Other family members begged to be allowed to give their phone numbers to "Pinky" — Marks' family nickname — so she could call them from jail.

One grandson jeered at the lead investigator on the case, retired Fort Lauderdale Detective Charlie Stack, asking him, "How are you feeling now, Charlie? You did a good job?"

But Marks' two sons Ricky and Michael Marks tried to calm their family and apologized to Stack.

Daughter Rosie Marks began hyperventilating and collapsed to the floor in the hallway outside the courtroom. She and her two brothers, their spouses, one of Marks' granddaughters and Marks' sister have all pleaded guilty to related charges and are free while awaiting sentencing later this year.

Other members of the extended family shouted and one threw a Bible in the courtroom, yelling "I hate this Bible … I don't want this Bible anymore."

There was more security than usual in the courtroom but the agents and officers handled the disruption diplomatically, urging everyone to remain calm and trying to alleviate the family's concerns.

"Now justice has been served ... I think the evidence in this case speaks for itself," said Stack, who began investigating the case in 2007.

He said he took no pleasure in seeing Marks taken to prison but was relieved that the victims of the fraud were proved right.

The case, and the publicity it received, raised public awareness of the perils of predatory and fraudulent fortune tellers, Stack said.

"The victims were praying for hope — and hope is the unwavering faith in the unseen," Stack said. "But I take no pleasure in seeing someone going to prison and I understand why her family is upset. [Rose] is somebody's mother, somebody's daughter, somebody's grandmother."

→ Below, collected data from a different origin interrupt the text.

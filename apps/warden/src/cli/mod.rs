//! CLI command handling for warden

use crate::gateway::run_gateway;
use crate::setup::{run_setup, SetupReport};
use clap::{Parser, Subcommand};
use std::path::PathBuf;
use std::process;
use warden_config::logging::{self, GATEWAY_LOG_FILE};
use warden_config::{AppConfig, ConfigDir};
use warden_proxy::SupervisorOptions;

/// The main CLI struct.
#[derive(Parser)]
#[command(name = "warden")]
#[command(about = "MCP gateway exposing only the tools you authorize")]
#[command(version)]
pub struct Cli {
    /// Configuration root holding config.json, controls.json and logs
    #[arg(long, global = true, env = "CONFIG_DIR")]
    pub config_dir: Option<PathBuf>,

    /// The command to run.
    #[command(subcommand)]
    pub command: Commands,
}

/// The available commands.
#[derive(Subcommand)]
pub enum Commands {
    /// Start the gateway as an MCP server on stdio
    Start,
    /// Bootstrap the configuration root from an MCP client configuration
    Setup {
        /// MCP client configuration to take providers from; it is rewritten to
        /// launch warden instead
        client_config: Option<PathBuf>,
        /// Executable the client should launch (defaults to this binary)
        gateway_command: Option<PathBuf>,
    },
}

/// Main CLI entry point
pub async fn run() {
    let cli = Cli::parse();
    let config_dir = ConfigDir::new(cli.config_dir.unwrap_or_else(ConfigDir::default_root));

    let config = match AppConfig::load(&config_dir) {
        Ok(config) => config,
        Err(e) => {
            eprintln!("Error: {}", e);
            process::exit(1);
        }
    };

    match cli.command {
        Commands::Start => {
            let log_file = config
                .logging
                .file
                .then(|| config_dir.log_dir().join(GATEWAY_LOG_FILE));
            if let Err(e) = logging::initialize(&config.logging, log_file.as_deref()) {
                eprintln!("Error: failed to initialize logging: {}", e);
                process::exit(1);
            }

            if let Err(e) = run_gateway(config_dir, config).await {
                tracing::error!(error = %format!("{:#}", e), "Gateway failed");
                process::exit(1);
            }
            // After an interrupt, stdin can still be blocked in a read that the
            // runtime cannot cancel, which would stall its shutdown.
            process::exit(0);
        }
        Commands::Setup {
            client_config,
            gateway_command,
        } => {
            // Discovery diagnostics only; setup reports its outcome on stdout
            if let Err(e) = logging::initialize(&config.logging, None) {
                eprintln!("Error: failed to initialize logging: {}", e);
                process::exit(1);
            }

            let options = SupervisorOptions::new(&config_dir, &config);
            match run_setup(
                &config_dir,
                options,
                client_config.as_deref(),
                gateway_command.as_deref(),
            )
            .await
            {
                Ok(report) => print_report(&config_dir, &report),
                Err(e) => {
                    eprintln!("Error: {:#}", e);
                    process::exit(1);
                }
            }
        }
    }
}

fn print_report(config_dir: &ConfigDir, report: &SetupReport) {
    match &report.client_config {
        Some(path) => {
            println!(
                "Copied providers from {} to {}",
                path.display(),
                config_dir.provider_document_path().display()
            );
            println!("Rewrote {} to launch warden", path.display());
        }
        None => println!(
            "Provider document left as is: {}",
            config_dir.provider_document_path().display()
        ),
    }

    match &report.authorized {
        Some(authorized) => {
            println!(
                "Wrote {} authorizing every discovered tool:",
                config_dir.policy_document_path().display()
            );
            for (provider_id, tools) in authorized {
                println!("  {}: {}", provider_id, tools.join(", "));
            }
        }
        None => println!(
            "Authorization policy left as is: {}",
            config_dir.policy_document_path().display()
        ),
    }
}

#[cfg(test)]
mod tests {
    use super::*;
    use clap::CommandFactory;

    #[test]
    fn test_cli_definition_is_valid() {
        Cli::command().debug_assert();
    }

    #[test]
    fn test_setup_arguments_are_positional() {
        let cli = Cli::try_parse_from(["warden", "setup", "client.json", "/usr/bin/warden"]).unwrap();
        match cli.command {
            Commands::Setup {
                client_config,
                gateway_command,
            } => {
                assert_eq!(client_config, Some(PathBuf::from("client.json")));
                assert_eq!(gateway_command, Some(PathBuf::from("/usr/bin/warden")));
            }
            Commands::Start => panic!("expected setup"),
        }
    }

    #[test]
    fn test_config_dir_flag_is_global() {
        let cli = Cli::try_parse_from(["warden", "start", "--config-dir", "/tmp/warden"]).unwrap();
        assert_eq!(cli.config_dir, Some(PathBuf::from("/tmp/warden")));
        assert!(matches!(cli.command, Commands::Start));
    }
}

The jury roundly rejected Marks' defense and sided with federal prosecutors who said she was the ringleader, mastermind and banker for a massive family conspiracy. They also found that she took customers' money, promising to return it when she knew she planned to keep it.

Not only did she rip off her own customers, the jury found, but she also worked with her daughter and sons, their spouses and her sister and granddaughter to fleece clients of their psychic stores in affluent neighborhoods in Fort Lauderdale and Manhattan.

They also found she tried to conceal the source of "dirty" money by moving it through her business and personal accounts and signing checks over to be cashed or deposited by other people.